Task instructions: Repeat the records word for word.
[Opening Records shown section]
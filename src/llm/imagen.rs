//! Imagen image-generation client behind the `ImageModel` seam.
//!
//! One `:predict` call per variant image. The only retry policy in the
//! whole pipeline lives here: if the primary model fails, the fallback
//! model is attempted exactly once before the failure is reported.

use async_trait::async_trait;
use base64::{Engine as _, engine::general_purpose::STANDARD as BASE64};
use serde::{Deserialize, Serialize};
use std::time::Duration;
use tracing::{debug, warn};

use super::{GenerationError, GOOGLE_API_BASE};

/// Default primary image model.
pub const DEFAULT_IMAGE_MODEL: &str = "imagen-4.0-generate-preview-06-06";
/// Default fallback image model, tried once when the primary fails.
pub const DEFAULT_FALLBACK_MODEL: &str = "imagen-3.0-generate-002";

/// Campaign visuals are generated wide.
const ASPECT_RATIO: &str = "16:9";
const SAFETY_FILTER_LEVEL: &str = "block_low_and_above";
const PERSON_GENERATION: &str = "allow_adult";

const REQUEST_TIMEOUT: Duration = Duration::from_secs(120);

/// A hosted image model that turns a prompt into encoded image bytes.
#[async_trait]
pub trait ImageModel: Send + Sync {
    fn model_id(&self) -> &str;

    async fn generate(&self, prompt: &str) -> Result<Vec<u8>, GenerationError>;
}

/// Vertex AI routing: with a project configured, predict calls go to the
/// regional Vertex endpoint instead of the Generative Language API.
#[derive(Debug, Clone)]
pub struct VertexTarget {
    pub project_id: String,
    pub location: String,
}

// ============================================================================
// API Types
// ============================================================================

#[derive(Serialize)]
struct PredictRequest {
    instances: Vec<Instance>,
    parameters: Parameters,
}

#[derive(Serialize)]
struct Instance {
    prompt: String,
}

#[derive(Serialize)]
struct Parameters {
    #[serde(rename = "sampleCount")]
    sample_count: u32,
    #[serde(rename = "aspectRatio")]
    aspect_ratio: String,
    #[serde(rename = "safetyFilterLevel")]
    safety_filter_level: String,
    #[serde(rename = "personGeneration")]
    person_generation: String,
}

#[derive(Deserialize)]
struct PredictResponse {
    predictions: Option<Vec<Prediction>>,
    error: Option<ApiError>,
}

#[derive(Deserialize)]
struct Prediction {
    #[serde(rename = "bytesBase64Encoded")]
    bytes_base64_encoded: Option<String>,
}

#[derive(Deserialize)]
struct ApiError {
    message: String,
}

// ============================================================================
// Client
// ============================================================================

/// Imagen `:predict` client for one model id.
pub struct ImagenClient {
    http: reqwest::Client,
    api_key: String,
    model: String,
    vertex: Option<VertexTarget>,
}

impl ImagenClient {
    pub fn new(
        api_key: String,
        model: String,
        vertex: Option<VertexTarget>,
    ) -> Result<Self, GenerationError> {
        let http = reqwest::Client::builder()
            .timeout(REQUEST_TIMEOUT)
            .build()?;

        Ok(Self {
            http,
            api_key,
            model,
            vertex,
        })
    }

    fn endpoint(&self) -> String {
        match &self.vertex {
            Some(v) => format!(
                "https://{loc}-aiplatform.googleapis.com/v1/projects/{proj}/locations/{loc}/publishers/google/models/{model}:predict",
                loc = v.location,
                proj = v.project_id,
                model = self.model,
            ),
            None => format!("{}/{}:predict", GOOGLE_API_BASE, self.model),
        }
    }
}

#[async_trait]
impl ImageModel for ImagenClient {
    fn model_id(&self) -> &str {
        &self.model
    }

    async fn generate(&self, prompt: &str) -> Result<Vec<u8>, GenerationError> {
        let request = PredictRequest {
            instances: vec![Instance {
                prompt: prompt.to_string(),
            }],
            parameters: Parameters {
                sample_count: 1,
                aspect_ratio: ASPECT_RATIO.to_string(),
                safety_filter_level: SAFETY_FILTER_LEVEL.to_string(),
                person_generation: PERSON_GENERATION.to_string(),
            },
        };

        debug!(model = %self.model, "requesting image generation");

        let response = self
            .http
            .post(self.endpoint())
            .header("x-goog-api-key", &self.api_key)
            .json(&request)
            .send()
            .await?;

        let status = response.status();
        if !status.is_success() {
            let body = response.text().await.unwrap_or_default();
            return Err(GenerationError::Api {
                status: status.as_u16(),
                body,
            });
        }

        let data: PredictResponse = response.json().await?;

        if let Some(error) = data.error {
            return Err(GenerationError::Api {
                status: status.as_u16(),
                body: error.message,
            });
        }

        let encoded = data
            .predictions
            .and_then(|p| p.into_iter().next())
            .and_then(|p| p.bytes_base64_encoded)
            .ok_or_else(|| GenerationError::malformed("no images were generated", ""))?;

        BASE64
            .decode(&encoded)
            .map_err(|e| GenerationError::malformed(format!("image bytes did not decode: {}", e), &encoded))
    }
}

/// Try the primary model once; on failure, try the fallback exactly once.
pub async fn generate_with_fallback(
    primary: &dyn ImageModel,
    fallback: &dyn ImageModel,
    prompt: &str,
) -> Result<Vec<u8>, GenerationError> {
    match primary.generate(prompt).await {
        Ok(bytes) => Ok(bytes),
        Err(primary_err) => {
            warn!(
                model = primary.model_id(),
                error = %primary_err,
                "primary image model failed, trying fallback"
            );
            fallback
                .generate(prompt)
                .await
                .map_err(|fallback_err| GenerationError::FallbackExhausted {
                    primary: primary.model_id().to_string(),
                    fallback: fallback.model_id().to_string(),
                    source: Box::new(fallback_err),
                })
        }
    }
}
[Closing Records shown section]
The completed task:
filename src/llm/imagen.rs
//! Imagen image-generation client behind the `ImageModel` seam.
//!
//! One `:predict` call per variant image. The only retry policy in the
//! whole pipeline lives here: if the primary model fails, the fallback
//! model is attempted exactly once before the failure is reported.

use async_trait::async_trait;
use base64::{Engine as _, engine::general_purpose::STANDARD as BASE64};
use serde::{Deserialize, Serialize};
use std::time::Duration;
use tracing::{debug, warn};

use super::{GenerationError, GOOGLE_API_BASE};

/// Default primary image model.
pub const DEFAULT_IMAGE_MODEL: &str = "imagen-4.0-generate-preview-06-06";
/// Default fallback image model, tried once when the primary fails.
pub const DEFAULT_FALLBACK_MODEL: &str = "imagen-3.0-generate-002";

/// Campaign visuals are generated wide.
const ASPECT_RATIO: &str = "16:9";
const SAFETY_FILTER_LEVEL: &str = "block_low_and_above";
const PERSON_GENERATION: &str = "allow_adult";

const REQUEST_TIMEOUT: Duration = Duration::from_secs(120);

/// A hosted image model that turns a prompt into encoded image bytes.
#[async_trait]
pub trait ImageModel: Send + Sync {
    fn model_id(&self) -> &str;

    async fn generate(&self, prompt: &str) -> Result<Vec<u8>, GenerationError>;
}

/// Vertex AI routing: with a project configured, predict calls go to the
/// regional Vertex endpoint instead of the Generative Language API.
#[derive(Debug, Clone)]
pub struct VertexTarget {
    pub project_id: String,
    pub location: String,
}

// ============================================================================
// API Types
// ============================================================================

#[derive(Serialize)]
struct PredictRequest {
    instances: Vec<Instance>,
    parameters: Parameters,
}

#[derive(Serialize)]
struct Instance {
    prompt: String,
}

#[derive(Serialize)]
struct Parameters {
    #[serde(rename = "sampleCount")]
    sample_count: u32,
    #[serde(rename = "aspectRatio")]
    aspect_ratio: String,
    #[serde(rename = "safetyFilterLevel")]
    safety_filter_level: String,
    #[serde(rename = "personGeneration")]
    person_generation: String,
}

#[derive(Deserialize)]
struct PredictResponse {
    predictions: Option<Vec<Prediction>>,
    error: Option<ApiError>,
}

#[derive(Deserialize)]
struct Prediction {
    #[serde(rename = "bytesBase64Encoded")]
    bytes_base64_encoded: Option<String>,
}

#[derive(Deserialize)]
struct ApiError {
    message: String,
}

// ============================================================================
// Client
// ============================================================================

/// Imagen `:predict` client for one model id.
pub struct ImagenClient {
    http: reqwest::Client,
    api_key: String,
    model: String,
    vertex: Option<VertexTarget>,
}

impl ImagenClient {
    pub fn new(
        api_key: String,
        model: String,
        vertex: Option<VertexTarget>,
    ) -> Result<Self, GenerationError> {
        let http = reqwest::Client::builder()
            .timeout(REQUEST_TIMEOUT)
            .build()?;

        Ok(Self {
            http,
            api_key,
            model,
            vertex,
        })
    }

    fn endpoint(&self) -> String {
        match &self.vertex {
            Some(v) => format!(
                "https://{loc}-aiplatform.googleapis.com/v1/projects/{proj}/locations/{loc}/publishers/google/models/{model}:predict",
                loc = v.location,
                proj = v.project_id,
                model = self.model,
            ),
            None => format!("{}/{}:predict", GOOGLE_API_BASE, self.model),
        }
    }
}

#[async_trait]
impl ImageModel for ImagenClient {
    fn model_id(&self) -> &str {
        &self.model
    }

    async fn generate(&self, prompt: &str) -> Result<Vec<u8>, GenerationError> {
        let request = PredictRequest {
            instances: vec![Instance {
                prompt: prompt.to_string(),
            }],
            parameters: Parameters {
                sample_count: 1,
                aspect_ratio: ASPECT_RATIO.to_string(),
                safety_filter_level: SAFETY_FILTER_LEVEL.to_string(),
                person_generation: PERSON_GENERATION.to_string(),
            },
        };

        debug!(model = %self.model, "requesting image generation");

        let response = self
            .http
            .post(self.endpoint())
            .header("x-goog-api-key", &self.api_key)
            .json(&request)
            .send()
            .await?;

        let status = response.status();
        if !status.is_success() {
            let body = response.text().await.unwrap_or_default();
            return Err(GenerationError::Api {
                status: status.as_u16(),
                body,
            });
        }

        let data: PredictResponse = response.json().await?;

        if let Some(error) = data.error {
            return Err(GenerationError::Api {
                status: status.as_u16(),
                body: error.message,
            });
        }

        let encoded = data
            .predictions
            .and_then(|p| p.into_iter().next())
            .and_then(|p| p.bytes_base64_encoded)
            .ok_or_else(|| GenerationError::malformed("no images were generated", ""))?;

        BASE64
            .decode(&encoded)
            .map_err(|e| GenerationError::malformed(format!("image bytes did not decode: {}", e), &encoded))
    }
}

/// Try the primary model once; on failure, try the fallback exactly once.
pub async fn generate_with_fallback(
    primary: &dyn ImageModel,
    fallback: &dyn ImageModel,
    prompt: &str,
) -> Result<Vec<u8>, GenerationError> {
    match primary.generate(prompt).await {
        Ok(bytes) => Ok(bytes),
        Err(primary_err) => {
            warn!(
                model = primary.model_id(),
                error = %primary_err,
                "primary image model failed, trying fallback"
            );
            fallback
                .generate(prompt)
                .await
                .map_err(|fallback_err| GenerationError::FallbackExhausted {
                    primary: primary.model_id().to_string(),
                    fallback: fallback.model_id().to_string(),
                    source: Box::new(fallback_err),
                })
        }
    }
}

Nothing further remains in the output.